AIM OF THE EXERCISE: Starting at the line containing "let error_type = new.resolved_type();" and ending at the line containing "let next = self.inner.sequence.fetch_add(1, Ordering::Relaxed);", print every line of the material below exactly, both ends included, and stop there.
====
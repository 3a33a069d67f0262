//! Bounded, observable error store.
//!
//! One [`ErrorStore`] is created per top-level scope (an application
//! instance, a test) and handed to every consumer; clones share the same
//! records. State lives in a `tokio::sync::watch` channel: every mutation runs
//! under the channel's lock and is visible to all receivers before the
//! mutating call returns, so interleaved `add_error` calls from independent
//! tasks are all reflected.
//!
//! Records are kept in insertion order, oldest first. When the store is full
//! the oldest record is evicted.

use std::collections::VecDeque;
use std::sync::Arc;
use std::sync::atomic::{AtomicU32, Ordering};

use atr_config::ErrorsConfig;
use atr_core::ids::{self, PREFIX_ERROR};
use atr_core::messages::user_message;
use atr_core::{ErrorCode, ErrorRecord, ErrorType, Severity};
use chrono::{DateTime, SubsecRound, Utc};
use serde_json::Value;
use tokio::sync::watch;

use crate::dedup::within_window;

/// Store capacity when none is configured.
pub const DEFAULT_MAX_ERRORS: usize = 10;

/// A record before the store assigns its `id` and `timestamp`.
#[derive(Debug, Clone, Default, PartialEq, Eq)]
pub struct NewError {
    pub error_type: Option<ErrorType>,
    pub severity: Option<Severity>,
    pub message: String,
    pub code: Option<ErrorCode>,
    pub details: Option<Value>,
    pub stack: Option<String>,
}

impl NewError {
    #[must_use]
    pub fn new(message: impl Into<String>) -> Self {
        Self {
            message: message.into(),
            ..Self::default()
        }
    }

    #[must_use]
    pub const fn with_type(mut self, error_type: ErrorType) -> Self {
        self.error_type = Some(error_type);
        self
    }

    #[must_use]
    pub const fn with_severity(mut self, severity: Severity) -> Self {
        self.severity = Some(severity);
        self
    }

    #[must_use]
    pub fn with_code(mut self, code: impl Into<ErrorCode>) -> Self {
        self.code = Some(code.into());
        self
    }

    #[must_use]
    pub fn with_details(mut self, details: Value) -> Self {
        self.details = Some(details);
        self
    }

    #[must_use]
    pub fn with_stack(mut self, stack: impl Into<String>) -> Self {
        self.stack = Some(stack.into());
        self
    }

    /// Type after defaulting.
    #[must_use]
    pub fn resolved_type(&self) -> ErrorType {
        self.error_type.unwrap_or_default()
    }

    /// Message after defaulting: a blank message becomes the type's user message.
    #[must_use]
    pub fn resolved_message(&self) -> String {
        if self.message.trim().is_empty() {
            user_message(self.resolved_type()).to_string()
        } else {
            self.message.clone()
        }
    }

    fn into_record(self, id: String, timestamp: DateTime<Utc>) -> ErrorRecord {
        let message = self.resolved_message();
        ErrorRecord {
            id,
            error_type: self.resolved_type(),
            severity: self.severity.unwrap_or_default(),
            message,
            timestamp,
            code: self.code,
            details: self.details,
            stack: self.stack,
        }
    }
}

/// Shared handle to the bounded error list.
#[derive(Debug, Clone)]
pub struct ErrorStore {
    inner: Arc<Inner>,
}

#[derive(Debug)]
struct Inner {
    records: watch::Sender<VecDeque<ErrorRecord>>,
    max_errors: usize,
    /// Fallback ID source when the OS random source is unavailable.
    sequence: AtomicU32,
}

impl Default for ErrorStore {
    fn default() -> Self {
        Self::new(DEFAULT_MAX_ERRORS)
    }
}

impl ErrorStore {
    /// Create a store holding at most `max_errors` records (at least one).
    #[must_use]
    pub fn new(max_errors: usize) -> Self {
        let (records, _) = watch::channel(VecDeque::new());
        Self {
            inner: Arc::new(Inner {
                records,
                max_errors: max_errors.max(1),
                sequence: AtomicU32::new(0),
            }),
        }
    }

    #[must_use]
    pub fn from_config(config: &ErrorsConfig) -> Self {
        Self::new(config.max_errors)
    }

    #[must_use]
    pub fn max_errors(&self) -> usize {
        self.inner.max_errors
    }

    // -- mutation -------------------------------------------------------------

    /// Append a record, evicting the oldest if the store is full.
    ///
    /// Assigns a fresh `id` (unique among held records) and a timestamp no
    /// earlier than the newest held record's. Returns the `id`.
    pub fn add_error(&self, new: NewError) -> String {
        let mut assigned = String::new();
        self.inner.records.send_modify(|records| {
            let id = self.fresh_id(records);
            let now = Utc::now().trunc_subsecs(3);
            let timestamp = records.back().map_or(now, |newest| now.max(newest.timestamp));
            records.push_back(new.into_record(id.clone(), timestamp));
            while records.len() > self.inner.max_errors {
                if let Some(evicted) = records.pop_front() {
                    tracing::debug!(id = %evicted.id, "error store full; evicted oldest record");
                }
            }
            assigned = id;
        });
        assigned
    }

    /// Remove the record with `id`. Absent IDs are ignored and observers are not woken.
    pub fn remove_error(&self, id: &str) {
        self.inner.records.send_if_modified(|records| {
            let before = records.len();
            records.retain(|record| record.id != id);
            records.len() != before
        });
    }

    pub fn clear_errors(&self) {
        self.inner.records.send_if_modified(|records| {
            let had_records = !records.is_empty();
            records.clear();
            had_records
        });
    }

    // -- queries --------------------------------------------------------------

    /// All records, oldest first.
    #[must_use]
    pub fn errors(&self) -> Vec<ErrorRecord> {
        self.inner.records.borrow().iter().cloned().collect()
    }

    #[must_use]
    pub fn len(&self) -> usize {
        self.inner.records.borrow().len()
    }

    #[must_use]
    pub fn is_empty(&self) -> bool {
        self.inner.records.borrow().is_empty()
    }

    #[must_use]
    pub fn get(&self, id: &str) -> Option<ErrorRecord> {
        self.inner
            .records
            .borrow()
            .iter()
            .find(|record| record.id == id)
            .cloned()
    }

    #[must_use]
    pub fn errors_by_type(&self, error_type: ErrorType) -> Vec<ErrorRecord> {
        self.filtered(|record| record.error_type == error_type)
    }

    #[must_use]
    pub fn errors_by_severity(&self, severity: Severity) -> Vec<ErrorRecord> {
        self.filtered(|record| record.severity == severity)
    }

    /// Records created at or after `since`.
    #[must_use]
    pub fn errors_since(&self, since: DateTime<Utc>) -> Vec<ErrorRecord> {
        self.filtered(|record| record.timestamp >= since)
    }

    /// A held record that a report of `new` made now would duplicate.
    #[must_use]
    pub fn find_duplicate(&self, new: &NewError) -> Option<ErrorRecord> {
        let message = new.resolved_message();
        let error_type = new.resolved_type();
        let now = Utc::now();
        self.inner
            .records
            .borrow()
            .iter()
            .rev()
            .find(|record| {
                record.message == message
                    && record.error_type == error_type
                    && within_window(record.timestamp, now)
            })
            .cloned()
    }

    /// Observe the record list. The receiver is notified after every change.
    #[must_use]
    pub fn subscribe(&self) -> watch::Receiver<VecDeque<ErrorRecord>> {
        self.inner.records.subscribe()
    }

    fn filtered(&self, keep: impl Fn(&ErrorRecord) -> bool) -> Vec<ErrorRecord> {
        self.inner
            .records
            .borrow()
            .iter()
            .filter(|record| keep(record))
            .cloned()
            .collect()
    }

    fn fresh_id(&self, held: &VecDeque<ErrorRecord>) -> String {
        loop {
            let id = ids::generate_id(PREFIX_ERROR).unwrap_or_else(|error| {
                tracing::warn!(%error, "random source unavailable; using sequential error id");
                let next = self.inner.sequence.fetch_add(1, Ordering::Relaxed);
                ids::format_id(PREFIX_ERROR, next)
            });
            if !held.iter().any(|record| record.id == id) {
                return id;
            }
        }
    }
}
====
RESULT BELOW:
        let error_type = new.resolved_type();
        let now = Utc::now();
        self.inner
            .records
            .borrow()
            .iter()
            .rev()
            .find(|record| {
                record.message == message
                    && record.error_type == error_type
                    && within_window(record.timestamp, now)
            })
            .cloned()
    }

    /// Observe the record list. The receiver is notified after every change.
    #[must_use]
    pub fn subscribe(&self) -> watch::Receiver<VecDeque<ErrorRecord>> {
        self.inner.records.subscribe()
    }

    fn filtered(&self, keep: impl Fn(&ErrorRecord) -> bool) -> Vec<ErrorRecord> {
        self.inner
            .records
            .borrow()
            .iter()
            .filter(|record| keep(record))
            .cloned()
            .collect()
    }

    fn fresh_id(&self, held: &VecDeque<ErrorRecord>) -> String {
        loop {
            let id = ids::generate_id(PREFIX_ERROR).unwrap_or_else(|error| {
                tracing::warn!(%error, "random source unavailable; using sequential error id");
                let next = self.inner.sequence.fetch_add(1, Ordering::Relaxed);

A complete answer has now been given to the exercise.